INSTRUCTIONS FOR THE TASK: Could you repeat word for word only the lines from the one containing "let lines = [(12_000_i64, 2_i32), (4_550, 1), (99, 10)];" to the last line of the data below?

DATA TO EXAMINE:
_____
use std::collections::HashMap;

use chrono::Utc;
use sea_orm::ActiveValue::NotSet;
use sea_orm::sea_query::LockType;
use sea_orm::{
    ActiveModelTrait, ColumnTrait, Condition, EntityTrait, PaginatorTrait, QueryFilter, QueryOrder,
    QuerySelect, Set, TransactionTrait,
};
use uuid::Uuid;

use crate::{
    audit,
    dto::{
        cart::CartResponse,
        orders::{CheckoutRequest, CheckoutResponse, OrderList, UpdateOrderStatusRequest},
    },
    entity::{
        cart_items::{Column as CartCol, Entity as CartItems},
        orders::{ActiveModel as OrderActive, Column as OrderCol, Entity as Orders, Model as OrderModel},
        products::{ActiveModel as ProductActive, Column as ProdCol, Entity as Products},
    },
    error::{AppError, AppResult},
    middleware::auth::{AuthUser, ensure_admin},
    models::{Order, OrderStatus, Product, Role, StockStatus},
    response::{ApiResponse, Meta},
    routes::params::{OrderListQuery, SortOrder},
    services::{
        cart_service::{add_quantity, load_cart},
        coupon_service::redeem_for_checkout,
        product_service::product_from_entity,
    },
    state::AppState,
};

/// Sum of `price * quantity` over `(price, quantity)` lines.
pub fn subtotal<I>(lines: I) -> i64
where
    I: IntoIterator<Item = (i64, i32)>,
{
    lines
        .into_iter()
        .map(|(price, quantity)| price * i64::from(quantity))
        .sum()
}

/// Percentage discount on `subtotal`, rounded to the nearest minor unit.
pub fn discount_amount(subtotal: i64, percent: f64) -> i64 {
    let percent = percent.clamp(0.0, 100.0);
    (subtotal as f64 * percent / 100.0).round() as i64
}

pub async fn checkout(
    state: &AppState,
    user: &AuthUser,
    payload: CheckoutRequest,
) -> AppResult<ApiResponse<CheckoutResponse>> {
    let txn = state.orm.begin().await?;

    let lines = CartItems::find()
        .filter(CartCol::UserId.eq(user.user_id))
        .order_by_asc(CartCol::CreatedAt)
        .lock(LockType::Update)
        .all(&txn)
        .await?;

    if lines.is_empty() {
        return Err(AppError::BadRequest("Cart is empty".into()));
    }

    let product_ids: Vec<Uuid> = lines.iter().map(|line| line.product_id).collect();
    let mut products: HashMap<Uuid, _> = Products::find()
        .filter(ProdCol::Id.is_in(product_ids))
        .order_by_asc(ProdCol::Id)
        .lock(LockType::Update)
        .all(&txn)
        .await?
        .into_iter()
        .map(|p| (p.id, p))
        .collect();

    for line in &lines {
        let product = products
            .get(&line.product_id)
            .ok_or_else(|| AppError::BadRequest("Product not available".into()))?;
        if line.quantity <= 0 {
            return Err(AppError::BadRequest("Cart has invalid quantity".into()));
        }
        if line.quantity > product.quantity {
            return Err(AppError::BadRequest(format!(
                "Not enough stock for product: {}",
                product.name
            )));
        }
    }

    let subtotal = subtotal(lines.iter().filter_map(|line| {
        products
            .get(&line.product_id)
            .map(|p| (p.price, line.quantity))
    }));

    let coupon_code = payload
        .coupon_code
        .as_deref()
        .map(str::trim)
        .filter(|c| !c.is_empty());
    let discount = match coupon_code {
        Some(code) => {
            let percent = redeem_for_checkout(&txn, user.user_id, code).await?;
            discount_amount(subtotal, percent)
        }
        None => 0,
    };

    let order_id = Uuid::new_v4();
    let invoice_number = build_invoice_number(order_id);
    let mut orders: Vec<Order> = Vec::with_capacity(lines.len());
    let mut updated_products: Vec<Product> = Vec::with_capacity(lines.len());

    for (index, line) in lines.iter().enumerate() {
        let Some(product) = products.remove(&line.product_id) else {
            continue;
        };
        let snapshot = product_from_entity(product.clone());

        let (remaining, status) = StockStatus::reconcile(product.quantity - line.quantity, None);
        let mut active: ProductActive = product.into();
        active.quantity = Set(remaining);
        active.status_stock = Set(status.as_str().to_string());
        let updated = active.update(&txn).await?;
        updated_products.push(product_from_entity(updated));

        let order = OrderActive {
            id: Set(if index == 0 { order_id } else { Uuid::new_v4() }),
            user_id: Set(user.user_id),
            product_id: Set(Some(snapshot.id)),
            image: Set(snapshot.first_image()),
            name: Set(snapshot.name),
            category: Set(snapshot.category),
            quantity: Set(line.quantity),
            price: Set(snapshot.price),
            status: Set(OrderStatus::Pending.as_str().to_string()),
            invoice_number: Set(invoice_number.clone()),
            created_at: NotSet,
            updated_at: NotSet,
        }
        .insert(&txn)
        .await?;
        orders.push(order_from_entity(order));
    }

    CartItems::delete_many()
        .filter(CartCol::UserId.eq(user.user_id))
        .exec(&txn)
        .await?;

    txn.commit().await?;

    audit::record(
        &state.pool,
        user.user_id,
        "checkout",
        "orders",
        serde_json::json!({
            "invoice_number": invoice_number,
            "orders": orders.len(),
            "subtotal": subtotal,
            "discount": discount,
        }),
    )
    .await;
    tracing::info!(
        user_id = %user.user_id,
        invoice = %invoice_number,
        orders = orders.len(),
        "checkout completed"
    );

    Ok(ApiResponse::success(
        "Checkout success",
        CheckoutResponse {
            invoice_number,
            orders,
            updated_products,
            subtotal,
            discount,
            total: subtotal - discount,
        },
        Some(Meta::empty()),
    ))
}

/// Orders still in flight for the caller; received orders drop out.
pub async fn my_orders(state: &AppState, user: &AuthUser) -> AppResult<ApiResponse<OrderList>> {
    let items: Vec<Order> = Orders::find()
        .filter(
            Condition::all()
                .add(OrderCol::UserId.eq(user.user_id))
                .add(OrderCol::Status.ne(OrderStatus::Received.as_str())),
        )
        .order_by_desc(OrderCol::CreatedAt)
        .all(&state.orm)
        .await?
        .into_iter()
        .map(order_from_entity)
        .collect();
    let total = items.len() as i64;
    Ok(ApiResponse::success(
        "Ok",
        OrderList { items },
        Some(Meta::new(1, total, total)),
    ))
}

pub async fn order_history(
    state: &AppState,
    user: &AuthUser,
) -> AppResult<ApiResponse<OrderList>> {
    let items: Vec<Order> = Orders::find()
        .filter(OrderCol::UserId.eq(user.user_id))
        .order_by_desc(OrderCol::CreatedAt)
        .all(&state.orm)
        .await?
        .into_iter()
        .map(order_from_entity)
        .collect();
    let total = items.len() as i64;
    Ok(ApiResponse::success(
        "Ok",
        OrderList { items },
        Some(Meta::new(1, total, total)),
    ))
}

/// Put the order's product and quantity back into the caller's cart.
pub async fn reorder(
    state: &AppState,
    user: &AuthUser,
    id: Uuid,
) -> AppResult<ApiResponse<CartResponse>> {
    let order = find_owned(state, user, id).await?;
    let product_id = order
        .product_id
        .ok_or_else(|| AppError::BadRequest("Product not available for reorder".into()))?;

    let txn = state.orm.begin().await?;
    add_quantity(&txn, user.user_id, product_id, order.quantity).await?;
    let cart = load_cart(&txn, user.user_id).await?;
    txn.commit().await?;

    audit::record(
        &state.pool,
        user.user_id,
        "order_reorder",
        "orders",
        serde_json::json!({ "order_id": id, "product_id": product_id }),
    )
    .await;

    Ok(ApiResponse::success("Added to cart", cart, Some(Meta::empty())))
}

/// Owner confirms delivery of a fulfilled order.
pub async fn receive_order(
    state: &AppState,
    user: &AuthUser,
    id: Uuid,
) -> AppResult<ApiResponse<Order>> {
    let txn = state.orm.begin().await?;
    let order = Orders::find_by_id(id)
        .filter(OrderCol::UserId.eq(user.user_id))
        .lock(LockType::Update)
        .one(&txn)
        .await?;
    let order = match order {
        Some(o) => o,
        None => return Err(AppError::NotFound),
    };

    let current = parse_status(&order.status)?;
    if !current.can_receive() {
        return Err(AppError::BadRequest(format!(
            "Only fulfilled orders can be received (order is {current})"
        )));
    }

    let mut active: OrderActive = order.into();
    active.status = Set(OrderStatus::Received.as_str().to_string());
    active.updated_at = Set(Utc::now().into());
    let order = active.update(&txn).await?;
    txn.commit().await?;

    audit::record(
        &state.pool,
        user.user_id,
        "order_received",
        "orders",
        serde_json::json!({ "order_id": order.id }),
    )
    .await;

    Ok(ApiResponse::success(
        "Order received",
        order_from_entity(order),
        Some(Meta::empty()),
    ))
}

pub async fn list_all_orders(
    state: &AppState,
    user: &AuthUser,
    query: OrderListQuery,
) -> AppResult<ApiResponse<OrderList>> {
    ensure_admin(user)?;
    let (page, limit, offset) = query.pagination().normalize();

    let mut condition = Condition::all();
    if let Some(status) = query.status {
        condition = condition.add(OrderCol::Status.eq(status.as_str()));
    }

    let mut finder = Orders::find().filter(condition);

    let sort_order = query.sort_order.unwrap_or(SortOrder::Desc);
    finder = match sort_order {
        SortOrder::Asc => finder.order_by_asc(OrderCol::CreatedAt),
        SortOrder::Desc => finder.order_by_desc(OrderCol::CreatedAt),
    };

    let total = finder.clone().count(&state.orm).await? as i64;

    let orders = finder
        .limit(limit as u64)
        .offset(offset as u64)
        .all(&state.orm)
        .await?
        .into_iter()
        .map(order_from_entity)
        .collect();

    let meta = Meta::new(page, limit, total);
    Ok(ApiResponse::success(
        "Orders",
        OrderList { items: orders },
        Some(meta),
    ))
}

pub async fn update_order_status(
    state: &AppState,
    user: &AuthUser,
    id: Uuid,
    payload: UpdateOrderStatusRequest,
) -> AppResult<ApiResponse<Order>> {
    ensure_admin(user)?;

    let txn = state.orm.begin().await?;
    let existing = Orders::find_by_id(id)
        .lock(LockType::Update)
        .one(&txn)
        .await?;
    let existing = match existing {
        Some(o) => o,
        None => return Err(AppError::NotFound),
    };

    let current = parse_status(&existing.status)?;
    if current.is_terminal() {
        return Err(AppError::BadRequest(format!("Order is already {current}")));
    }
    if !current.can_transition(payload.status, Role::Admin) {
        return Err(AppError::BadRequest(format!(
            "Cannot move order from {current} to {}",
            payload.status
        )));
    }

    let mut active: OrderActive = existing.into();
    active.status = Set(payload.status.as_str().to_string());
    active.updated_at = Set(Utc::now().into());
    let order = active.update(&txn).await?;
    txn.commit().await?;

    audit::record(
        &state.pool,
        user.user_id,
        "order_status_update",
        "orders",
        serde_json::json!({ "order_id": order.id, "status": order.status }),
    )
    .await;

    Ok(ApiResponse::success(
        "Order updated",
        order_from_entity(order),
        Some(Meta::empty()),
    ))
}

pub async fn delete_order(
    state: &AppState,
    user: &AuthUser,
    id: Uuid,
) -> AppResult<ApiResponse<serde_json::Value>> {
    ensure_admin(user)?;
    let result = Orders::delete_by_id(id).exec(&state.orm).await?;
    if result.rows_affected == 0 {
        return Err(AppError::NotFound);
    }

    audit::record(
        &state.pool,
        user.user_id,
        "order_delete",
        "orders",
        serde_json::json!({ "order_id": id }),
    )
    .await;

    Ok(ApiResponse::success(
        "Deleted",
        serde_json::json!({}),
        Some(Meta::empty()),
    ))
}

async fn find_owned(state: &AppState, user: &AuthUser, id: Uuid) -> AppResult<OrderModel> {
    let order = Orders::find_by_id(id)
        .filter(OrderCol::UserId.eq(user.user_id))
        .one(&state.orm)
        .await?;
    match order {
        Some(o) => Ok(o),
        None => Err(AppError::NotFound),
    }
}

fn parse_status(raw: &str) -> AppResult<OrderStatus> {
    raw.parse::<OrderStatus>()
        .map_err(|e| AppError::Internal(anyhow::anyhow!(e)))
}

fn order_from_entity(model: OrderModel) -> Order {
    let status = model.status.parse().unwrap_or(OrderStatus::Pending);
    Order {
        id: model.id,
        user_id: model.user_id,
        product_id: model.product_id,
        name: model.name,
        category: model.category,
        image: model.image,
        quantity: model.quantity,
        price: model.price,
        status,
        invoice_number: model.invoice_number,
        created_at: model.created_at.with_timezone(&Utc),
        updated_at: model.updated_at.with_timezone(&Utc),
    }
}

fn build_invoice_number(order_id: Uuid) -> String {
    let date = Utc::now().format("%Y%m%d");
    let suffix = order_id.to_string();
    let short = &suffix[..8];
    format!("INV-{}-{}", date, short.to_uppercase())
}

#[cfg(test)]
mod tests {
    use super::*;

    #[test]
    fn subtotal_is_sum_of_price_times_quantity() {
        let lines = [(12_000_i64, 2_i32), (4_550, 1), (99, 10)];
        assert_eq!(subtotal(lines), 24_000 + 4_550 + 990);
        assert_eq!(subtotal(Vec::new()), 0);
    }

    #[test]
    fn discount_rounds_and_clamps() {
        assert_eq!(discount_amount(10_000, 15.0), 1_500);
        assert_eq!(discount_amount(999, 10.0), 100);
        assert_eq!(discount_amount(5_000, 250.0), 5_000);
        assert_eq!(discount_amount(5_000, -5.0), 0);
    }

    #[test]
    fn invoice_number_has_date_and_short_id() {
        let id = Uuid::new_v4();
        let invoice = build_invoice_number(id);
        assert!(invoice.starts_with("INV-"));
        let short = id.to_string()[..8].to_uppercase();
        assert!(invoice.ends_with(&short));
        assert_eq!(invoice.len(), "INV-".len() + 8 + 1 + 8);
    }
}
_____
TASK ANSWER:
        let lines = [(12_000_i64, 2_i32), (4_550, 1), (99, 10)];
        assert_eq!(subtotal(lines), 24_000 + 4_550 + 990);
        assert_eq!(subtotal(Vec::new()), 0);
    }

    #[test]
    fn discount_rounds_and_clamps() {
        assert_eq!(discount_amount(10_000, 15.0), 1_500);
        assert_eq!(discount_amount(999, 10.0), 100);
        assert_eq!(discount_amount(5_000, 250.0), 5_000);
        assert_eq!(discount_amount(5_000, -5.0), 0);
    }

    #[test]
    fn invoice_number_has_date_and_short_id() {
        let id = Uuid::new_v4();
        let invoice = build_invoice_number(id);
        assert!(invoice.starts_with("INV-"));
        let short = id.to_string()[..8].to_uppercase();
        assert!(invoice.ends_with(&short));
        assert_eq!(invoice.len(), "INV-".len() + 8 + 1 + 8);
    }
}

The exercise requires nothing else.